## Problem statement
Taking the records below, count the lines in which "stdout" appears and supply only the count.

## Given records
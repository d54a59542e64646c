use std::fs;
use std::io::Write;
use std::path::Path;

use anyhow::{Context, Result};
use grout_editor::cli::{OutputFormatArg, RenderArgs};
use grout_editor::config::GroutConfig;
use grout_render::{
    Container, HtmlContainer, MissingDefinition, RenderOptions, RenderSummary, SchemaEditor,
    TextContainer, WriterConfig, load_parameter,
};
use tracing::info;

pub fn run(args: &RenderArgs, config: &GroutConfig) -> Result<()> {
    let parameter = load_parameter(&args.input)
        .with_context(|| format!("failed to load {}", args.input.display()))?;
    let existing = match &args.container {
        Some(path) => read_container(path)?,
        None => String::new(),
    };

    let options = render_options(args, config);
    let writer = writer_config(args, config);

    let (output, summary) = match args.format {
        OutputFormatArg::Html => {
            let container = HtmlContainer::with_existing_markup(existing).with_config(writer);
            render_into(container, &parameter, options, HtmlContainer::to_html)?
        }
        OutputFormatArg::Text => {
            let container =
                TextContainer::with_existing_text(existing).with_indent_size(writer.indent_size);
            render_into(container, &parameter, options, TextContainer::to_text)?
        }
    };

    info!(
        rendered = summary.rendered.len(),
        skipped = summary.skipped.len(),
        missing_fields = summary.missing_fields,
        "rendered {}",
        args.input.display()
    );

    match args.out.as_deref().or(args.container.as_deref()) {
        Some(path) => {
            fs::write(path, output)
                .with_context(|| format!("failed to write {}", path.display()))?;
        }
        None => {
            let mut stdout = std::io::stdout().lock();
            stdout
                .write_all(output.as_bytes())
                .context("failed to write to stdout")?;
            if !output.is_empty() && !output.ends_with('\n') {
                writeln!(stdout).context("failed to write to stdout")?;
            }
        }
    }

    Ok(())
}

fn render_into<C>(
    container: C,
    parameter: &grout_render::Parameter,
    options: RenderOptions,
    serialize: fn(&C) -> String,
) -> Result<(String, RenderSummary)>
where
    C: Container,
{
    let mut editor = SchemaEditor::with_options(container, options);
    let summary = editor.set(Some(parameter))?;
    Ok((serialize(editor.container()), summary))
}

/// A container file that does not exist yet starts out empty.
fn read_container(path: &Path) -> Result<String> {
    if !path.exists() {
        return Ok(String::new());
    }
    fs::read_to_string(path).with_context(|| format!("failed to read {}", path.display()))
}

fn render_options(args: &RenderArgs, config: &GroutConfig) -> RenderOptions {
    let mut options = config.render.render_options();
    if let Some(placeholder) = &args.placeholder {
        options.placeholder = placeholder.clone();
    }
    if args.strict {
        options.missing_definition = MissingDefinition::Strict;
    }
    options
}

fn writer_config(args: &RenderArgs, config: &GroutConfig) -> WriterConfig {
    let mut writer = config.render.writer_config();
    if args.pretty {
        writer.pretty_print = true;
    }
    writer
}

## Answer box
4